**YOUR OBJECTIVE**
Copy out every line in the entries below that includes "rightBrace".

[Collected data]

■ ■ ■ ■

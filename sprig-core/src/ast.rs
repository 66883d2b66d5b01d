use std::fmt::Display;
use std::rc::Rc;

#[derive(Debug, PartialEq, Clone)]
pub enum Statement {
    Let(LetStatement),
    Return(ReturnStatement),
    Expression(Expression),
}

#[derive(Debug, PartialEq, Clone)]
pub struct LetStatement {
    pub identifier: Identifier,
    pub value: Expression,
}

#[derive(Debug, PartialEq, Clone)]
pub struct ReturnStatement {
    pub value: Expression,
}

#[derive(Debug, PartialEq, Clone)]
pub enum Expression {
    Identifier(Identifier),
    IntegerLiteral(i64),
    BooleanLiteral(bool),
    FunctionLiteral(FunctionLiteral),
    Unary {
        operator: UnaryOperator,
        operand: Box<Expression>,
    },
    Binary {
        operator: BinaryOperator,
        left: Box<Expression>,
        right: Box<Expression>,
    },
    If {
        condition: Box<Expression>,
        consequence: BlockStatement,
        alternative: Option<BlockStatement>,
    },
    Call {
        function: Callee,
        arguments: Vec<Expression>,
    },
}

/// The only expressions allowed in call position.
#[derive(Debug, PartialEq, Clone)]
pub enum Callee {
    Identifier(Identifier),
    FunctionLiteral(FunctionLiteral),
}

impl TryFrom<Expression> for Callee {
    type Error = Expression;

    fn try_from(expression: Expression) -> Result<Self, Self::Error> {
        match expression {
            Expression::Identifier(identifier) => Ok(Callee::Identifier(identifier)),
            Expression::FunctionLiteral(literal) => Ok(Callee::FunctionLiteral(literal)),
            other => Err(other),
        }
    }
}

// Parameters and body are shared with every closure created from the literal.
#[derive(Debug, PartialEq, Clone)]
pub struct FunctionLiteral {
    pub parameters: Rc<[Identifier]>,
    pub body: Rc<BlockStatement>,
}

#[derive(Debug, PartialEq, Eq, Clone, Copy)]
pub enum UnaryOperator {
    Minus,
    Bang,
}

#[derive(Debug, PartialEq, Eq, Clone, Copy)]
pub enum BinaryOperator {
    Plus,
    Minus,
    Multiply,
    Divide,
    LessThan,
    GreaterThan,
    Equal,
    NotEqual,
}

#[derive(Debug, PartialEq, Eq, Clone, Hash)]
pub struct Identifier {
    pub name: Rc<str>,
}

impl Identifier {
    pub fn new(name: impl Into<Rc<str>>) -> Self {
        Identifier { name: name.into() }
    }
}

#[derive(Debug, PartialEq, Clone, Default)]
pub struct Program {
    pub statements: Vec<Statement>,
}

#[derive(Debug, PartialEq, Clone, Default)]
pub struct BlockStatement {
    pub statements: Vec<Statement>,
}

impl Display for LetStatement {
    fn fmt(&self, f: &mut std::fmt::Formatter<'_>) -> std::fmt::Result {
        write!(f, "let {} = {};", self.identifier, self.value)
    }
}

impl Display for ReturnStatement {
    fn fmt(&self, f: &mut std::fmt::Formatter<'_>) -> std::fmt::Result {
        write!(f, "return {};", self.value)
    }
}

impl Display for BlockStatement {
    fn fmt(&self, f: &mut std::fmt::Formatter<'_>) -> std::fmt::Result {
        write!(f, "{{")?;
        for statement in &self.statements {
            write!(f, "{}", statement)?;
        }
        write!(f, "}}")
    }
}

impl Display for Identifier {
    fn fmt(&self, f: &mut std::fmt::Formatter<'_>) -> std::fmt::Result {
        f.write_str(&self.name)
    }
}

impl Display for FunctionLiteral {
    fn fmt(&self, f: &mut std::fmt::Formatter<'_>) -> std::fmt::Result {
        write!(
            f,
            "fn({}) {}",
            self.parameters
                .iter()
                .map(|id| id.name.as_ref())
                .collect::<Box<[&str]>>()
                .join(", "),
            self.body
        )
    }
}

impl Display for Callee {
    fn fmt(&self, f: &mut std::fmt::Formatter<'_>) -> std::fmt::Result {
        match self {
            Callee::Identifier(identifier) => write!(f, "{}", identifier),
            Callee::FunctionLiteral(literal) => write!(f, "{}", literal),
        }
    }
}

impl Display for Expression {
    fn fmt(&self, f: &mut std::fmt::Formatter<'_>) -> std::fmt::Result {
        use Expression::*;
        match self {
            Identifier(ident) => write!(f, "{}", ident),
            IntegerLiteral(val) => write!(f, "{}", val),
            BooleanLiteral(val) => write!(f, "{}", val),
            FunctionLiteral(literal) => write!(f, "{}", literal),
            Unary { operator, operand } => write!(f, "({}{})", operator, operand),
            Binary {
                operator,
                left,
                right,
            } => write!(f, "({} {} {})", left, operator, right),
            If {
                condition,
                consequence,
                alternative,
            } => {
                write!(f, "if {} {}", condition, consequence)?;
                if let Some(alternative) = alternative {
                    write!(f, " else {}", alternative)?;
                }
                Ok(())
            }
            Call {
                function,
                arguments,
            } => {
                write!(
                    f,
                    "{}({})",
                    function,
                    arguments
                        .iter()
                        .map(|arg| arg.to_string())
                        .collect::<Vec<String>>()
                        .join(", ")
                )
            }
        }
    }
}

impl Display for Statement {
    fn fmt(&self, f: &mut std::fmt::Formatter<'_>) -> std::fmt::Result {
        use Statement::*;
        match self {
            Let(statement) => write!(f, "{}", statement),
            Return(statement) => write!(f, "{}", statement),
            Expression(expression) => write!(f, "{};", expression),
        }
    }
}

impl Display for Program {
    fn fmt(&self, f: &mut std::fmt::Formatter<'_>) -> std::fmt::Result {
        for statement in &self.statements {
            writeln!(f, "{}", statement)?;
        }
        Ok(())
    }
}

impl UnaryOperator {
    pub fn as_str(&self) -> &'static str {
        use UnaryOperator::*;
        match self {
            Minus => "-",
            Bang => "!",
        }
    }
}

impl BinaryOperator {
    pub fn as_str(&self) -> &'static str {
        use BinaryOperator::*;
        match self {
            Plus => "+",
            Minus => "-",
            Multiply => "*",
            Divide => "/",
            LessThan => "<",
            GreaterThan => ">",
            Equal => "==",
            NotEqual => "!=",
        }
    }
}

impl Display for UnaryOperator {
    fn fmt(&self, f: &mut std::fmt::Formatter<'_>) -> std::fmt::Result {
        f.write_str(self.as_str())
    }
}

impl Display for BinaryOperator {
    fn fmt(&self, f: &mut std::fmt::Formatter<'_>) -> std::fmt::Result {
        f.write_str(self.as_str())
    }
}
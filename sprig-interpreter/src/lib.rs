pub mod environment;
pub mod error;
pub mod evaluator;
pub mod value;
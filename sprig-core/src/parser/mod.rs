pub mod error;
pub mod expressions;
pub mod statements;

use crate::ast::Program;
use crate::lexer::Lexer;
use crate::token::{Token, TokenKind};
pub use error::ParseError;
use expressions::{precedence_of, Precedence};
use statements::parse_statement;

/// Pratt parser with two tokens of lookahead.
///
/// Sub-parsers return `Result` and bail out with `?`; the error is recorded in
/// `errors` wherever parsing can resume (after a statement, after a call
/// argument) and the failed construct is dropped from the tree.
pub struct Parser<'a> {
    lexer: Lexer<'a>,
    pub(crate) token: Token,
    pub(crate) peek_token: Token,
    errors: Vec<ParseError>,
}

impl<'a> Parser<'a> {
    pub fn new(mut lexer: Lexer<'a>) -> Self {
        let token = lexer.get_token();
        let peek_token = lexer.get_token();
        Self {
            lexer,
            token,
            peek_token,
            errors: Vec::new(),
        }
    }

    pub fn errors(&self) -> &[ParseError] {
        &self.errors
    }

    /// Parses the whole input. Errors are available through `errors`
    /// afterwards; the returned program holds every statement that parsed.
    pub fn parse(&mut self) -> Program {
        let mut statements = Vec::new();

        while !self.token_is(TokenKind::Eof) {
            match parse_statement(self) {
                Ok(statement) => statements.push(statement),
                Err(err) => {
                    self.record(err);
                    self.synchronize();
                }
            }
            self.next_token();
        }

        Program { statements }
    }

    /// Parses the whole input, preferring the errors over a partial program.
    pub fn parse_program(mut self) -> Result<Program, Vec<ParseError>> {
        let program = self.parse();
        if self.errors.is_empty() {
            Ok(program)
        } else {
            Err(self.errors)
        }
    }

    pub(crate) fn record(&mut self, error: ParseError) {
        tracing::debug!(start = error.start(), %error, "parse error");
        self.errors.push(error);
    }

    /// Skips the rest of a broken statement, stopping on the `;` or `}` that
    /// ends it.
    pub(crate) fn synchronize(&mut self) {
        while !matches!(
            self.token.kind,
            TokenKind::SemiColon | TokenKind::RBrace | TokenKind::Eof
        ) {
            self.next_token();
        }
    }

    pub(crate) fn next_token(&mut self) {
        let next = self.lexer.get_token();
        self.token = std::mem::replace(&mut self.peek_token, next);
    }

    pub(crate) fn token_is(&self, kind: TokenKind) -> bool {
        self.token.is(kind)
    }

    pub(crate) fn peek_token_is(&self, kind: TokenKind) -> bool {
        self.peek_token.is(kind)
    }

    /// Advances only when the lookahead has the expected kind.
    pub(crate) fn expect_peek(&mut self, kind: TokenKind) -> Result<(), ParseError> {
        if self.peek_token_is(kind) {
            self.next_token();
            Ok(())
        } else {
            Err(ParseError::unexpected_token(kind, &self.peek_token))
        }
    }

    pub(crate) fn current_precedence(&self) -> Precedence {
        precedence_of(self.token.kind)
    }

    pub(crate) fn peek_precedence(&self) -> Precedence {
        precedence_of(self.peek_token.kind)
    }
}

#[cfg(test)]
mod tests {
    use pretty_assertions::assert_eq;

    use super::*;
    use crate::ast::{Expression, Identifier, LetStatement, Statement};

    fn parse(input: &str) -> (Program, Vec<String>) {
        let mut parser = Parser::new(Lexer::new(input));
        let program = parser.parse();
        let errors = parser.errors().iter().map(|e| e.to_string()).collect();
        (program, errors)
    }

    fn test_parsing(tests: Vec<(&str, &str)>) {
        for (input, expected) in tests {
            let program = Parser::new(Lexer::new(input))
                .parse_program()
                .unwrap_or_else(|errors| panic!("{input:?} failed to parse: {errors:?}"));

            assert_eq!(program.to_string(), expected, "{input:?}")
        }
    }

    fn test_errors(tests: Vec<(&str, Vec<&str>)>) {
        for (input, expected) in tests {
            let (_, errors) = parse(input);
            assert_eq!(errors, expected, "{input:?}");
        }
    }

    #[test]
    fn test_let_statements() {
        let (program, errors) = parse("let x = 5; let y = true; let foobar = y;");
        assert!(errors.is_empty(), "{errors:?}");

        let expected = vec![
            ("x", Expression::IntegerLiteral(5)),
            ("y", Expression::BooleanLiteral(true)),
            ("foobar", Expression::Identifier(Identifier::new("y"))),
        ];
        assert_eq!(program.statements.len(), expected.len());
        for (statement, (name, value)) in program.statements.into_iter().zip(expected) {
            assert_eq!(
                statement,
                Statement::Let(LetStatement {
                    identifier: Identifier::new(name),
                    value,
                })
            );
        }
    }

    #[test]
    fn test_let_and_return_skip_to_semicolon() {
        test_parsing(vec![
            ("let x = 5 6 7; x", "let x = 5;\nx;\n"),
            ("return 1 2; 3", "return 1;\n3;\n"),
            ("let x = 5", "let x = 5;\n"),
        ]);
    }

    #[test]
    fn test_return_statements() {
        test_parsing(vec![
            ("return 5;", "return 5;\n"),
            ("return a + b;", "return (a + b);\n"),
        ]);
    }

    #[test]
    fn test_expression_1() {
        let tests = vec![
            ("-a * b", "((-a) * b);\n"),
            ("!-a", "(!(-a));\n"),
            ("a + b + c", "((a + b) + c);\n"),
            ("a + b - c", "((a + b) - c);\n"),
            ("a - b - c", "((a - b) - c);\n"),
            ("a * b * c", "((a * b) * c);\n"),
            ("a * b / c", "((a * b) / c);\n"),
            ("a + b / c", "(a + (b / c));\n"),
            ("a + b * c", "(a + (b * c));\n"),
            (
                "a + b * c + d / e - f",
                "(((a + (b * c)) + (d / e)) - f);\n",
            ),
            ("3 + 4; -5 * 5", "(3 + 4);\n((-5) * 5);\n"),
            ("5 > 4 == 3 < 4", "((5 > 4) == (3 < 4));\n"),
            ("5 < 4 != 3 > 4", "((5 < 4) != (3 > 4));\n"),
            (
                "3 + 4 * 5 == 3 * 1 + 4 * 5",
                "((3 + (4 * 5)) == ((3 * 1) + (4 * 5)));\n",
            ),
            ("true", "true;\n"),
            ("3 > 5 == false", "((3 > 5) == false);\n"),
        ];

        test_parsing(tests)
    }

    #[test]
    fn test_expression_precedence() {
        test_parsing(vec![
            ("1 + (2 + 3) + 4", "((1 + (2 + 3)) + 4);\n"),
            ("(5 + 5) * 2", "((5 + 5) * 2);\n"),
            ("2 / (5 + 5)", "(2 / (5 + 5));\n"),
            ("-(5 + 5)", "(-(5 + 5));\n"),
            ("!(true == true)", "(!(true == true));\n"),
        ]);
    }

    #[test]
    fn test_call_expression() {
        let tests = vec![
            ("a + add(b * c) + d", "((a + add((b * c))) + d);\n"),
            (
                "add(a, b, 1, 2 * 3, 4 + 5, add(6, 7 * 8))",
                "add(a, b, 1, (2 * 3), (4 + 5), add(6, (7 * 8)));\n",
            ),
            (
                "add(a + b + c * d / f + g)",
                "add((((a + b) + ((c * d) / f)) + g));\n",
            ),
            ("noop()", "noop();\n"),
            ("fn(x) { x }(5)", "fn(x) {x;}(5);\n"),
        ];

        test_parsing(tests)
    }

    #[test]
    fn test_conditional() {
        let tests = vec![
            ("if (x < y) { x }", "if (x < y) {x;};\n"),
            (
                "if (x < y) { x } else { y }",
                "if (x < y) {x;} else {y;};\n",
            ),
            ("if (x) { }", "if x {};\n"),
        ];

        test_parsing(tests)
    }

    #[test]
    fn test_function() {
        let tests = vec![
            ("fn(x, y) { x + y; }", "fn(x, y) {(x + y);};\n"),
            ("fn() {}", "fn() {};\n"),
            (
                "let add = fn(a, b) { a + b }; add(2, 3);",
                "let add = fn(a, b) {(a + b);};\nadd(2, 3);\n",
            ),
            (
                "fn(x) { if (x) { return 1; } return 2; }",
                "fn(x) {if x {return 1;};return 2;};\n",
            ),
        ];

        test_parsing(tests)
    }

    #[test]
    fn test_missing_tokens() {
        test_errors(vec![
            (
                "let = 5;",
                vec!["expected next token to be identifier, got assign instead"],
            ),
            (
                "let x 5;",
                vec!["expected next token to be assign, got integer instead"],
            ),
            (
                "(1 + 2",
                vec!["expected next token to be rightParen, got eof instead"],
            ),
            (
                "if x { 1 }",
                vec!["expected next token to be leftParen, got identifier instead"],
            ),
            (
                "fn(x { x }",
                vec!["expected next token to be rightParen, got leftBrace instead"],
            ),
            (
                "fn(x) { x",
                vec!["expected next token to be rightBrace, got eof instead"],
            ),
        ]);
    }

    #[test]
    fn test_no_unary_parse_function() {
        let (program, errors) = parse("*5; 7");
        assert_eq!(
            errors,
            vec!["No unary parse function for asterisk".to_owned()]
        );
        // The broken statement is dropped, parsing resumes after its `;`.
        assert_eq!(program.to_string(), "7;\n");
    }

    #[test]
    fn test_invalid_integer() {
        test_errors(vec![(
            "99999999999999999999",
            vec!["could not parse 99999999999999999999 as integer"],
        )]);
    }

    #[test]
    fn test_invalid_callee() {
        let (program, errors) = parse("add(1)(2)");
        assert_eq!(
            errors,
            vec!["cannot call add(1): only identifiers and function literals are callable"]
        );
        assert!(program.statements.is_empty());
    }

    #[test]
    fn test_bad_argument_keeps_call() {
        let (program, errors) = parse("f(1, *, 3)");
        assert_eq!(errors, vec!["No unary parse function for asterisk"]);
        assert_eq!(program.to_string(), "f(1, 3);\n");
    }

    #[test]
    fn test_errors_in_block_are_collected() {
        let (program, errors) = parse("if (true) { *; 1 } else { 2 }");
        assert_eq!(errors, vec!["No unary parse function for asterisk"]);
        assert_eq!(program.to_string(), "if true {1;} else {2;};\n");
    }
}
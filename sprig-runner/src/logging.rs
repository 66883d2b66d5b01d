use tracing_subscriber::{fmt, prelude::*, EnvFilter};

/// Installs the stderr subscriber. `RUST_LOG` wins over `-v` when set.
pub fn init(verbosity: u8) {
    let default_level = match verbosity {
        0 => "warn",
        1 => "debug",
        _ => "trace",
    };
    let filter =
        EnvFilter::try_from_default_env().unwrap_or_else(|_| EnvFilter::new(default_level));

    tracing_subscriber::registry()
        .with(
            fmt::layer()
                .with_writer(std::io::stderr)
                .with_target(true)
                .with_level(true),
        )
        .with(filter)
        .init();
}
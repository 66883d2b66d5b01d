use std::fmt::Display;
use std::rc::Rc;

#[derive(Debug, PartialEq, Eq, Clone, Copy, Hash)]
pub enum TokenKind {
    // Keywords
    Let,
    Function,
    If,
    Else,
    Return,
    True,
    False,

    // Operators
    Assign,
    Plus,
    Minus,
    Bang,
    Slash,
    Asterisk,
    LessThan,
    GreaterThan,
    Equal,
    NotEqual,

    // Delimiters
    Comma,
    SemiColon,
    LParen,
    RParen,
    LBrace,
    RBrace,

    Identifier,
    Integer,

    Illegal,
    Eof,
}

impl TokenKind {
    pub fn keyword(ident: &str) -> Option<TokenKind> {
        match ident {
            "fn" => Some(TokenKind::Function),
            "let" => Some(TokenKind::Let),
            "true" => Some(TokenKind::True),
            "false" => Some(TokenKind::False),
            "if" => Some(TokenKind::If),
            "else" => Some(TokenKind::Else),
            "return" => Some(TokenKind::Return),
            _ => None,
        }
    }

    /// Kinds produced from a single character with no lookahead.
    pub fn from_single_char(ch: char) -> Option<TokenKind> {
        match ch {
            '+' => Some(TokenKind::Plus),
            '-' => Some(TokenKind::Minus),
            '/' => Some(TokenKind::Slash),
            '*' => Some(TokenKind::Asterisk),
            '<' => Some(TokenKind::LessThan),
            '>' => Some(TokenKind::GreaterThan),
            ';' => Some(TokenKind::SemiColon),
            ',' => Some(TokenKind::Comma),
            '(' => Some(TokenKind::LParen),
            ')' => Some(TokenKind::RParen),
            '{' => Some(TokenKind::LBrace),
            '}' => Some(TokenKind::RBrace),
            _ => None,
        }
    }

    pub fn as_str(&self) -> &'static str {
        use TokenKind::*;
        match self {
            Let => "let",
            Function => "function",
            If => "if",
            Else => "else",
            Return => "return",
            True => "true",
            False => "false",
            Assign => "assign",
            Plus => "plus",
            Minus => "minus",
            Bang => "bang",
            Slash => "slash",
            Asterisk => "asterisk",
            LessThan => "lessThan",
            GreaterThan => "greaterThan",
            Equal => "equal",
            NotEqual => "notEqual",
            Comma => "comma",
            SemiColon => "semicolon",
            LParen => "leftParen",
            RParen => "rightParen",
            LBrace => "leftBrace",
            RBrace => "rightBrace",
            Identifier => "identifier",
            Integer => "integer",
            Illegal => "illegal",
            Eof => "eof",
        }
    }
}

impl Display for TokenKind {
    fn fmt(&self, f: &mut std::fmt::Formatter<'_>) -> std::fmt::Result {
        f.pad(self.as_str())
    }
}

/// A lexical unit. `start` is the byte offset of its first character.
#[derive(Debug, PartialEq, Eq, Clone)]
pub struct Token {
    pub kind: TokenKind,
    pub text: Rc<str>,
    pub start: usize,
}

impl Token {
    pub fn new(kind: TokenKind, text: impl Into<Rc<str>>, start: usize) -> Self {
        Token {
            kind,
            text: text.into(),
            start,
        }
    }

    pub fn is(&self, kind: TokenKind) -> bool {
        self.kind == kind
    }
}

impl Display for Token {
    fn fmt(&self, f: &mut std::fmt::Formatter<'_>) -> std::fmt::Result {
        write!(f, "{:>5}  {:<12} {:?}", self.start, self.kind, self.text)
    }
}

■ ■ ■ ■

**ANSWER BELOW**
                vec!["expected next token to be rightBrace, got eof instead"],
            RBrace => "rightBrace",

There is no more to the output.